Single-cell and Spatial Transcriptomics Reveals the Spatiotemporal Trajectory of the Small Peptide TAP4 in Delaying Postharvest Fruit Senescence

Trypsin has been reported to possess specific superoxide anion-scavenging activity and to exert pronounced anti-senescence effects in H. undatus fruit; however, the underlying mechanisms responsible for its anti-senescence function remain unclear. This study identified TAP4 as the most bioactive peptide among the trypsin autolysis peptides (TAPs). Single-cell transcriptomic analysis revealed that TAP4 alters pericarp cell differentiation trajectories, particularly in endocarp cells, during senescence.

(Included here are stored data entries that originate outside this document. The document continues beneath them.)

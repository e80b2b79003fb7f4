//! # Branch Repository
//!
//! Database operations for store branches.
//!
//! ## Key Operations
//! - Create / list / partial update
//! - State toggle (`active` ↔ `disabled`)
//!
//! Branches are never deleted; closing one sets `state = 'disabled'` so
//! historical sales keep a valid foreign key.

use sqlx::SqlitePool;
use tracing::debug;

use caja_core::{Branch, BranchState, BranchUpdate};

use crate::error::{DbError, DbResult};

/// Repository for branch database operations.
///
/// ## Usage
/// ```rust,ignore
/// let repo = BranchRepository::new(pool);
///
/// let branch = repo.create("Sucursal Centro", Some("Av. Grau 123"), None, None).await?;
/// let all = repo.list_all().await?;
/// ```
#[derive(Debug, Clone)]
pub struct BranchRepository {
    pool: SqlitePool,
}

impl BranchRepository {
    /// Creates a new BranchRepository.
    pub fn new(pool: SqlitePool) -> Self {
        BranchRepository { pool }
    }

    /// Inserts a new branch and returns the created row.
    ///
    /// State defaults to `active` (schema default).
    pub async fn create(
        &self,
        name: &str,
        location: Option<&str>,
        manager: Option<&str>,
        phone: Option<&str>,
    ) -> DbResult<Branch> {
        debug!(name = %name, "Inserting branch");

        let id = sqlx::query(
            r#"
            INSERT INTO branch (name, location, manager, phone)
            VALUES (?1, ?2, ?3, ?4)
            "#,
        )
        .bind(name)
        .bind(location)
        .bind(manager)
        .bind(phone)
        .execute(&self.pool)
        .await?
        .last_insert_rowid();

        self.get_by_id(id)
            .await?
            .ok_or_else(|| DbError::not_found("Branch", id.to_string()))
    }

    /// Lists all branches, active and disabled alike.
    pub async fn list_all(&self) -> DbResult<Vec<Branch>> {
        let branches = sqlx::query_as::<_, Branch>(
            r#"
            SELECT id, name, location, manager, phone, state
            FROM branch
            ORDER BY id
            "#,
        )
        .fetch_all(&self.pool)
        .await?;

        Ok(branches)
    }

    /// Gets a branch by its ID.
    ///
    /// ## Returns
    /// * `Ok(Some(Branch))` - Branch found
    /// * `Ok(None)` - Branch not found
    pub async fn get_by_id(&self, id: i64) -> DbResult<Option<Branch>> {
        let branch = sqlx::query_as::<_, Branch>(
            r#"
            SELECT id, name, location, manager, phone, state
            FROM branch
            WHERE id = ?1
            "#,
        )
        .bind(id)
        .fetch_optional(&self.pool)
        .await?;

        Ok(branch)
    }

    /// Partially updates a branch and returns the updated row.
    ///
    /// Fields absent from `changes` keep their stored value (COALESCE).
    ///
    /// ## Errors
    /// * `DbError::NotFound` - No branch with this ID
    pub async fn update(&self, id: i64, changes: &BranchUpdate) -> DbResult<Branch> {
        debug!(id = %id, "Updating branch");

        let result = sqlx::query(
            r#"
            UPDATE branch SET
                name = COALESCE(?2, name),
                location = COALESCE(?3, location),
                manager = COALESCE(?4, manager),
                phone = COALESCE(?5, phone)
            WHERE id = ?1
            "#,
        )
        .bind(id)
        .bind(changes.name.as_deref())
        .bind(changes.location.as_deref())
        .bind(changes.manager.as_deref())
        .bind(changes.phone.as_deref())
        .execute(&self.pool)
        .await?;

        if result.rows_affected() == 0 {
            return Err(DbError::not_found("Branch", id.to_string()));
        }

        self.get_by_id(id)
            .await?
            .ok_or_else(|| DbError::not_found("Branch", id.to_string()))
    }

    /// Sets the branch state (activate / disable).
    ///
    /// Setting the state a branch already has still succeeds: SQLite counts
    /// the matched row whether or not the value changed.
    ///
    /// ## Errors
    /// * `DbError::NotFound` - No branch with this ID
    pub async fn set_state(&self, id: i64, state: BranchState) -> DbResult<()> {
        debug!(id = %id, ?state, "Toggling branch state");

        let result = sqlx::query(
            r#"
            UPDATE branch SET state = ?2 WHERE id = ?1
            "#,
        )
        .bind(id)
        .bind(state)
        .execute(&self.pool)
        .await?;

        if result.rows_affected() == 0 {
            return Err(DbError::not_found("Branch", id.to_string()));
        }

        Ok(())
    }
}

// =============================================================================
// Unit Tests
// =============================================================================

#[cfg(test)]
mod tests {
    use super::*;
    use crate::pool::{Database, DbConfig};

    async fn test_db() -> Database {
        Database::new(DbConfig::in_memory()).await.unwrap()
    }

    #[tokio::test]
    async fn test_create_and_list() {
        let db = test_db().await;
        let repo = db.branches();

        let branch = repo
            .create("Sucursal Centro", Some("Av. Grau 123"), Some("Marta"), None)
            .await
            .unwrap();

        assert_eq!(branch.name, "Sucursal Centro");
        assert_eq!(branch.state, BranchState::Active);

        let all = repo.list_all().await.unwrap();
        assert_eq!(all.len(), 1);
        assert_eq!(all[0].id, branch.id);
    }

    #[tokio::test]
    async fn test_partial_update_keeps_absent_fields() {
        let db = test_db().await;
        let repo = db.branches();

        let branch = repo
            .create("Sucursal Norte", Some("Jr. Lima 45"), None, Some("987654321"))
            .await
            .unwrap();

        let changes = BranchUpdate {
            name: Some("Sucursal Norte II".to_string()),
            ..BranchUpdate::default()
        };
        let updated = repo.update(branch.id, &changes).await.unwrap();

        assert_eq!(updated.name, "Sucursal Norte II");
        assert_eq!(updated.location.as_deref(), Some("Jr. Lima 45"));
        assert_eq!(updated.phone.as_deref(), Some("987654321"));
    }

    #[tokio::test]
    async fn test_update_missing_branch_is_not_found() {
        let db = test_db().await;
        let repo = db.branches();

        let err = repo
            .update(999, &BranchUpdate::default())
            .await
            .unwrap_err();

        assert!(matches!(err, DbError::NotFound { .. }));
    }

    #[tokio::test]
    async fn test_toggle_state_round_trip() {
        let db = test_db().await;
        let repo = db.branches();

        let branch = repo.create("Sucursal Sur", None, None, None).await.unwrap();

        repo.set_state(branch.id, BranchState::Disabled).await.unwrap();
        let reread = repo.get_by_id(branch.id).await.unwrap().unwrap();
        assert_eq!(reread.state, BranchState::Disabled);

        // Toggling to the state it already has still succeeds
        repo.set_state(branch.id, BranchState::Disabled).await.unwrap();

        repo.set_state(branch.id, BranchState::Active).await.unwrap();
        let reread = repo.get_by_id(branch.id).await.unwrap().unwrap();
        assert_eq!(reread.state, BranchState::Active);
    }

    #[tokio::test]
    async fn test_toggle_missing_branch_is_not_found() {
        let db = test_db().await;

        let err = db
            .branches()
            .set_state(404, BranchState::Active)
            .await
            .unwrap_err();

        assert!(matches!(err, DbError::NotFound { .. }));
    }
}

It activated the transcription factor HuWRKY21-1, specifically inducing immune responses in inner pericarp cells and upregulating 44 immune-related genes, including HuIGP4 and HuLYK6. Downstream factors such as FULL and ERFs promoted biosynthesis of antioxidants like antheraxanthin and hyperin. Functional validation via VIGS, callose deposition, disease resistance assays, and RT-qPCR confirmed the roles of key transcription factors such as HuWRKY21-1, HuFULL, and HuERF30-1 in immune activation and resistance reconstruction. This work provides evidence for the potential of the endocarp as defensive tissue in plant fruit and opens new avenues for understanding the mechanisms underlying the establishment of plant resistance.